CAM Investment Grade Weekly Insights
Investment grade credit spreads were generally tighter to start the week and then drifted wider in the second half. The Bloomberg US Corporate Bond Index closed at 134 on Thursday August 18 after having closed the week prior at 132. The 10yr Treasury closed last week at 2.83% and is trading at 2.95% as we go to print on Friday morning. Economic data painted differing pictures this week. The Empire Manufacturing survey on Monday was absolutely dreadful and caused investors to ponder the impact of slowing growth in an economically important region. Housing starts declined for the sixth consecutive month and mortgage applications came in lighter than estimates. On the bright side, July retail sales showed some encouraging signs. Fed speakers throughout the week did their best to remind investors that they will do whatever it takes to lower inflation to 2%. This is not an opinion piece, but since you asked, it is our view that the market is much too complacent about the Fed and there seems to be this prevailing belief that the Fed will be ready and willing to immediately slash the Funds Rate in 2023 at the first hint of economic weakness. We simply disagree with this view and believe that the Fed is willing to inflict pain on equities and riskier assets in its quest to quell inflation. Through Thursday the Corporate Index had a negative YTD total return of -12.23% while the YTD S&P500 Index return was -9.22% and the Nasdaq Composite Index return was -16.69%.

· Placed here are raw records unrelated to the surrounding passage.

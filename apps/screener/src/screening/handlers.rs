//! Axum route handlers for the Screening API.

use std::time::Instant;

use axum::{
    extract::{Multipart, State},
    Json,
};
use bytes::Bytes;
use chrono::{DateTime, Utc};
use serde::Serialize;
use tracing::{info, warn};
use uuid::Uuid;

use crate::config::Config;
use crate::errors::AppError;
use crate::screening::pipeline::{PipelineSettings, ScreeningPipeline, ScreeningReport};
use crate::screening::verdict::Verdict;
use crate::state::AppState;

const PDF_MAGIC: &[u8] = b"%PDF-";

// ────────────────────────────────────────────────────────────────────────────
// Request / Response types
// ────────────────────────────────────────────────────────────────────────────

/// Raw multipart fields, before validation.
#[derive(Debug, Default)]
pub struct ScreeningForm {
    pub resume: Option<Bytes>,
    pub requirements: Option<String>,
}

#[derive(Debug, Serialize)]
pub struct ScreeningResponse {
    pub run_id: Uuid,
    pub started_at: DateTime<Utc>,
    pub analysis: String,
    pub translation: String,
    pub evaluation: String,
    pub elapsed_seconds: f64,
}

impl ScreeningResponse {
    fn new(run_id: Uuid, started_at: DateTime<Utc>, report: ScreeningReport, elapsed_secs: f64) -> Self {
        Self {
            run_id,
            started_at,
            analysis: report.analysis,
            translation: report.translation,
            evaluation: report.evaluation,
            elapsed_seconds: (elapsed_secs * 100.0).round() / 100.0,
        }
    }
}

// ────────────────────────────────────────────────────────────────────────────
// Handlers
// ────────────────────────────────────────────────────────────────────────────

/// POST /api/v1/screenings
///
/// Multipart fields: `resume` (PDF file) and `requirements` (text).
/// Runs the full screening crew and returns all three outputs.
pub async fn handle_screening(
    State(state): State<AppState>,
    multipart: Multipart,
) -> Result<Json<ScreeningResponse>, AppError> {
    let form = read_form(multipart).await?;
    let (resume, requirements) = validate_form(form, &state.config)?;

    let run_id = Uuid::new_v4();
    let started_at = Utc::now();
    let started = Instant::now();

    let staged = state.staging.stage(&resume)?;
    info!(%run_id, bytes = resume.len(), path = %staged.path().display(), "Resume staged");

    let pipeline = ScreeningPipeline::new(
        state.llm.clone(),
        PipelineSettings::from_config(&state.config),
    );
    let result = pipeline.run_document(staged.path(), &requirements).await;

    if let Err(e) = staged.close() {
        warn!(%run_id, "Failed to remove staged resume: {e}");
    }

    let report = result.map_err(|e| {
        warn!(%run_id, "Screening run failed");
        AppError::Screening(e)
    })?;

    let elapsed = started.elapsed().as_secs_f64();
    match Verdict::classify(&report.evaluation, state.config.target_language) {
        Some(verdict) => info!(%run_id, ?verdict, elapsed_secs = elapsed, "Screening completed"),
        None => warn!(
            %run_id,
            elapsed_secs = elapsed,
            "Screening completed but the evaluation does not start with a decision token"
        ),
    }

    Ok(Json(ScreeningResponse::new(run_id, started_at, report, elapsed)))
}

async fn read_form(mut multipart: Multipart) -> Result<ScreeningForm, AppError> {
    let mut form = ScreeningForm::default();

    while let Some(field) = multipart.next_field().await.map_err(malformed)? {
        let name = field.name().map(str::to_string);
        match name.as_deref() {
            Some("resume") => form.resume = Some(field.bytes().await.map_err(malformed)?),
            Some("requirements") => form.requirements = Some(field.text().await.map_err(malformed)?),
            _ => {
                // Unknown fields are drained and ignored.
                field.bytes().await.map_err(malformed)?;
            }
        }
    }

    Ok(form)
}

fn malformed(e: axum::extract::multipart::MultipartError) -> AppError {
    AppError::Validation(format!("Could not read the upload: {}", e.body_text()))
}

/// Checks the form and returns the resume bytes with the trimmed requirements.
pub fn validate_form(form: ScreeningForm, config: &Config) -> Result<(Bytes, String), AppError> {
    let resume = form.resume.filter(|r| !r.is_empty());
    let requirements = form
        .requirements
        .map(|r| r.trim().to_string())
        .filter(|r| !r.is_empty());

    let (resume, requirements) = match (resume, requirements) {
        (Some(resume), Some(requirements)) => (resume, requirements),
        (None, None) => {
            return Err(AppError::Validation(
                "Upload a resume and enter the job requirements".to_string(),
            ))
        }
        (None, Some(_)) => {
            return Err(AppError::Validation("A resume PDF is required".to_string()))
        }
        (Some(_), None) => {
            return Err(AppError::Validation("Job requirements are required".to_string()))
        }
    };

    if requirements.chars().count() > config.max_requirements_chars {
        return Err(AppError::Validation(format!(
            "Job requirements must be at most {} characters",
            config.max_requirements_chars
        )));
    }

    if resume.len() > config.max_upload_bytes {
        return Err(AppError::Validation(format!(
            "The resume exceeds the {} byte upload limit",
            config.max_upload_bytes
        )));
    }

    if !resume.starts_with(PDF_MAGIC) {
        return Err(AppError::Validation("The resume must be a PDF file".to_string()));
    }

    Ok((resume, requirements))
}
use crate::charset::{decode_text, normalize_charset};
use crate::classify::{classify, has_attachment, Classified};
use crate::decode::{Base64Decoder, QuotedPrintableDecoder, TransferDecoder};
use crate::fields::address::{flatten, parse_address_list};
use crate::fields::date::parse_date;
use crate::fields::id::parse_msg_ids;
use crate::headers::{last_header, parse_header_block, parse_mime_value, unfolded_str, RawHeader};
use crate::part::{BodyPart, EmailAddress, ParsedEmail};
use crate::preview::{extract_preview, html_to_text, PREVIEW_LENGTH};
use crate::rfc2047::decode_encoded_words;
use crate::MimeError;

/// Body lines are scanned in segments of at most this size; longer lines
/// are handled in slices, so a part with no line breaks at all still
/// parses in bounded memory.
const MAX_SEGMENT: usize = 8 * 1024;
const READ_BUF: usize = 32 * 1024;
const MAX_HEADER_BLOCK: usize = 1024 * 1024;
const MAX_DEPTH: usize = 32;
/// Decoded prefix retained per text leaf for preview extraction.
const PREVIEW_CAPTURE: usize = 2 * 1024;
const DUPLEX_BUF: usize = 64 * 1024;

/// A parse failure, carrying the decoded-part blobs that were already
/// uploaded so the caller can issue compensating deletes.
#[derive(Debug)]
pub struct ParseAbort {
    pub error: MimeError,
    pub uploaded_blobs: Vec<String>,
}

/// Walk one raw RFC 5322 message as a stream: build the body-part tree
/// with byte offsets into the raw blob, pipe base64/quoted-printable leaf
/// payloads through a streaming decoder into fresh blob uploads, and
/// derive the structured metadata of the email record. Memory stays
/// bounded by nesting depth and fixed buffers, never by message size.
pub async fn parse_message(
    blobs: DynBlobStore,
    account: &str,
    blob_id: &str,
    input: BlobStream,
) -> Result<ParsedEmail, ParseAbort> {
    tracing::trace!(account, blob_id, command = "parse_message");
    let mut walker = Walker {
        account: account.to_string(),
        root_blob_id: blob_id.to_string(),
        blobs,
        reader: ByteReader::new(input),
        pushback: None,
        next_leaf: 0,
        uploaded: Vec::new(),
        previews: HashMap::new(),
    };
    match walker.run().await {
        Ok(email) => Ok(email),
        Err(error) => Err(ParseAbort {
            error,
            uploaded_blobs: walker.uploaded,
        }),
    }
}

// ---- buffered segment reader ----

struct ByteReader {
    src: BlobStream,
    buf: Vec<u8>,
    start: usize,
    end: usize,
    offset: u64,
    eof: bool,
}

impl ByteReader {
    fn new(src: BlobStream) -> Self {
        Self {
            src,
            buf: vec![0u8; READ_BUF],
            start: 0,
            end: 0,
            offset: 0,
            eof: false,
        }
    }

    /// Absolute offset of the next unconsumed byte.
    fn offset(&self) -> u64 {
        self.offset
    }

    fn consume(&mut self, n: usize) {
        self.start += n;
        self.offset += n as u64;
    }

    async fn fill(&mut self) -> std::io::Result<()> {
        if self.start > 0 {
            self.buf.copy_within(self.start..self.end, 0);
            self.end -= self.start;
            self.start = 0;
        }
        let n = self.src.read(&mut self.buf[self.end..]).await?;
        if n == 0 {
            self.eof = true;
        } else {
            self.end += n;
        }
        Ok(())
    }

    /// Next run of bytes up to and including a `\n`, capped at `max`.
    /// Empty only at end of stream.
    async fn read_line(&mut self, max: usize) -> std::io::Result<Vec<u8>> {
        loop {
            let avail = &self.buf[self.start..self.end];
            if let Some(i) = avail.iter().take(max).position(|&b| b == b'\n') {
                let out = avail[..=i].to_vec();
                self.consume(i + 1);
                return Ok(out);
            }
            if avail.len() >= max {
                let out = avail[..max].to_vec();
                self.consume(max);
                return Ok(out);
            }
            if self.eof {
                let out = avail.to_vec();
                self.consume(out.len());
                return Ok(out);
            }
            self.fill().await?;
        }
    }
}

#[derive(Debug)]
struct Segment {
    bytes: Vec<u8>,
    ends_line: bool,
    start: u64,
}

#[derive(Debug, Clone, Copy, PartialEq, Eq)]
enum ScanEnd {
    /// Hit a delimiter line of `boundaries[level]`; `close` for the
    /// `--boundary--` form.
    Boundary { level: usize, close: bool },
    Eof,
}

struct PartOutcome {
    part: BodyPart,
    end: ScanEnd,
    /// Where this part's content stopped, in the enclosing frame.
    content_end: u64,
}

// ---- the walker ----

struct Walker {
    account: String,
    root_blob_id: String,
    blobs: DynBlobStore,
    reader: ByteReader,
    pushback: Option<Segment>,
    next_leaf: u32,
    uploaded: Vec<String>,
    /// Decoded text prefix per leaf part id, for preview extraction.
    previews: HashMap<String, (Vec<u8>, String)>,
}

Primary issuance was in line with expectations this week as more than $22bln of new debt was brought to market. As pointed out by Bloomberg, this was the fifth week in a row where actual volume met or exceeded concensus expectations, a good sign for the health of the primary market. Issuance will likely slow significantly until after Labor day at which point we expect substantial issuance if investors remain receptive. There has been $912bln of new issuance YTD which trails 2021’s pace by 5% according to data compiled by Bloomberg.
Investment grade credit reported a fourth straight week of inflows. Per data compiled by Wells Fargo, inflows for the week of August 11–17 were +$3.9bln which brings the year-to-date total to -$111.7bln.
This information is intended solely to report on investment strategies identified by Cincinnati Asset Management. Opinions and estimates offered constitute our judgment and are subject to change without notice, as are statements of financial market trends, which are based on current market conditions. This material is not intended as an offer or solicitation to buy, hold or sell any financial instrument. Fixed income securities may be sensitive to prevailing interest rates. When rates rise the value generally declines. Past performance is not a guarantee of future results.